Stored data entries
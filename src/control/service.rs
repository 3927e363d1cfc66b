use std::{fmt, str::FromStr, time::Duration};

use async_trait::async_trait;
use rumqttc::{
    AsyncClient, ConnectReturnCode, Event, EventLoop, MqttOptions, Outgoing, Packet, QoS,
    Transport,
};
use serde::{Deserialize, Serialize};
use tokio::time;
use tracing::{debug, info, warn};
use utoipa::ToSchema;
use uuid::Uuid;

use crate::{
    config::MqttConfig,
    error::{DashboardError, Result},
};

// ---------------------------------------------------------------------------
// PumpCommand
// ---------------------------------------------------------------------------

/// Command tokens understood by the pump controller.
#[derive(Debug, Clone, Copy, PartialEq, Eq, Serialize, Deserialize, ToSchema)]
#[serde(rename_all = "UPPERCASE")]
pub enum PumpCommand {
    On,
    Off,
    Auto,
}

impl PumpCommand {
    pub const ALL: [PumpCommand; 3] = [PumpCommand::On, PumpCommand::Off, PumpCommand::Auto];

    /// Wire payload, e.g. `"ON"`.
    pub fn as_str(self) -> &'static str {
        match self {
            PumpCommand::On => "ON",
            PumpCommand::Off => "OFF",
            PumpCommand::Auto => "AUTO",
        }
    }
}

impl fmt::Display for PumpCommand {
    fn fmt(&self, f: &mut fmt::Formatter<'_>) -> fmt::Result {
        f.write_str(self.as_str())
    }
}

impl FromStr for PumpCommand {
    type Err = String;

    fn from_str(s: &str) -> std::result::Result<Self, Self::Err> {
        match s.trim().to_ascii_uppercase().as_str() {
            "ON" => Ok(Self::On),
            "OFF" => Ok(Self::Off),
            "AUTO" => Ok(Self::Auto),
            other => Err(format!("unknown pump command: {other:?} (expected ON, OFF or AUTO)")),
        }
    }
}

// ---------------------------------------------------------------------------
// PumpControl
// ---------------------------------------------------------------------------

/// Sends one pump command. Fire-and-forget: success means the command left
/// this process, not that the actuator acted on it.
#[async_trait]
pub trait PumpControl: Send + Sync {
    async fn publish(&self, command: PumpCommand) -> Result<()>;
}

/// Publishes each command over a fresh TLS MQTT session.
///
/// Per call: validate settings, connect, wait for CONNACK, settle, publish
/// at QoS 0, wait until the packet is handed to the socket, disconnect.
/// Nothing is retried or queued.
#[derive(Debug, Clone)]
pub struct MqttPublisher {
    config: MqttConfig,
    tls: bool,
}

impl MqttPublisher {
    pub fn new(config: MqttConfig) -> Self {
        Self { config, tls: true }
    }

    /// Plain TCP, for brokers on a trusted network and for tests.
    pub fn without_tls(config: MqttConfig) -> Self {
        Self { config, tls: false }
    }

    fn options(&self) -> MqttOptions {
        let client_id = format!("plant-dashboard-{}", Uuid::new_v4().simple());
        let mut options = MqttOptions::new(client_id, self.config.broker.trim(), self.config.port);
        options
            .set_keep_alive(self.config.keep_alive)
            .set_credentials(self.config.user.clone(), self.config.password.clone())
            .set_clean_session(true);
        if self.tls {
            options.set_transport(Transport::tls_with_default_config());
        }
        options
    }

    async fn send(&self, command: PumpCommand) -> Result<()> {
        let (client, mut eventloop) = AsyncClient::new(self.options(), 10);

        time::timeout(self.config.handshake_timeout, wait_for_connack(&mut eventloop))
            .await
            .map_err(|_| {
                DashboardError::transport(format!(
                    "no CONNACK from {}:{} within {:?}",
                    self.config.broker, self.config.port, self.config.handshake_timeout
                ))
            })??;
        debug!(broker = %self.config.broker, "MQTT session established");

        time::sleep(self.config.settle_delay).await;

        client
            .publish(
                self.config.topic_pump_cmd.as_str(),
                QoS::AtMostOnce,
                false,
                command.as_str().as_bytes().to_vec(),
            )
            .await?;

        // QoS 0 has no PUBACK; seeing the outgoing publish means the packet was
        // written to the connection.
        time::timeout(
            HANDOFF_TIMEOUT,
            drive_until(&mut eventloop, |out| matches!(out, Outgoing::Publish(_))),
        )
        .await
        .map_err(|_| DashboardError::transport("publish was not handed to the connection in time"))??;

        client.disconnect().await?;
        // Best effort: the command is already out.
        if let Ok(Err(e)) = time::timeout(
            HANDOFF_TIMEOUT,
            drive_until(&mut eventloop, |out| matches!(out, Outgoing::Disconnect)),
        )
        .await
        {
            debug!(error = %e, "MQTT disconnect did not complete cleanly");
        }

        Ok(())
    }
}

const HANDOFF_TIMEOUT: Duration = Duration::from_secs(5);

#[async_trait]
impl PumpControl for MqttPublisher {
    async fn publish(&self, command: PumpCommand) -> Result<()> {
        // Checked before any network activity.
        self.config.validate()?;

        info!(
            command = %command,
            broker = %self.config.broker,
            topic = %self.config.topic_pump_cmd,
            "Publishing pump command"
        );

        match self.send(command).await {
            Ok(()) => {
                info!(command = %command, "Pump command handed to broker connection");
                Ok(())
            }
            Err(e) => {
                warn!(command = %command, error = %e, "Pump command publish failed");
                Err(e)
            }
        }
    }
}

async fn wait_for_connack(eventloop: &mut EventLoop) -> Result<()> {
    loop {
        if let Event::Incoming(Packet::ConnAck(ack)) = eventloop.poll().await? {
            return match ack.code {
                ConnectReturnCode::Success => Ok(()),
                code => Err(DashboardError::transport(format!(
                    "broker refused connection: {code:?}"
                ))),
            };
        }
    }
}

async fn drive_until(eventloop: &mut EventLoop, done: impl Fn(&Outgoing) -> bool) -> Result<()> {
    loop {
        if let Event::Outgoing(out) = eventloop.poll().await? {
            if done(&out) {
                return Ok(());
            }
        }
    }
}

[What you should do]
Give back the entries above exactly as they are, from their first line through the line that contains "fn from_str(s: &str)", both included, with nothing else.

[Solution to this problem]
filename src/control/service.rs
repository 3927e363d1cfc66b
use std::{fmt, str::FromStr, time::Duration};

use async_trait::async_trait;
use rumqttc::{
    AsyncClient, ConnectReturnCode, Event, EventLoop, MqttOptions, Outgoing, Packet, QoS,
    Transport,
};
use serde::{Deserialize, Serialize};
use tokio::time;
use tracing::{debug, info, warn};
use utoipa::ToSchema;
use uuid::Uuid;

use crate::{
    config::MqttConfig,
    error::{DashboardError, Result},
};

// ---------------------------------------------------------------------------
// PumpCommand
// ---------------------------------------------------------------------------

/// Command tokens understood by the pump controller.
#[derive(Debug, Clone, Copy, PartialEq, Eq, Serialize, Deserialize, ToSchema)]
#[serde(rename_all = "UPPERCASE")]
pub enum PumpCommand {
    On,
    Off,
    Auto,
}

impl PumpCommand {
    pub const ALL: [PumpCommand; 3] = [PumpCommand::On, PumpCommand::Off, PumpCommand::Auto];

    /// Wire payload, e.g. `"ON"`.
    pub fn as_str(self) -> &'static str {
        match self {
            PumpCommand::On => "ON",
            PumpCommand::Off => "OFF",
            PumpCommand::Auto => "AUTO",
        }
    }
}

impl fmt::Display for PumpCommand {
    fn fmt(&self, f: &mut fmt::Formatter<'_>) -> fmt::Result {
        f.write_str(self.as_str())
    }
}

impl FromStr for PumpCommand {
    type Err = String;

    fn from_str(s: &str) -> std::result::Result<Self, Self::Err> {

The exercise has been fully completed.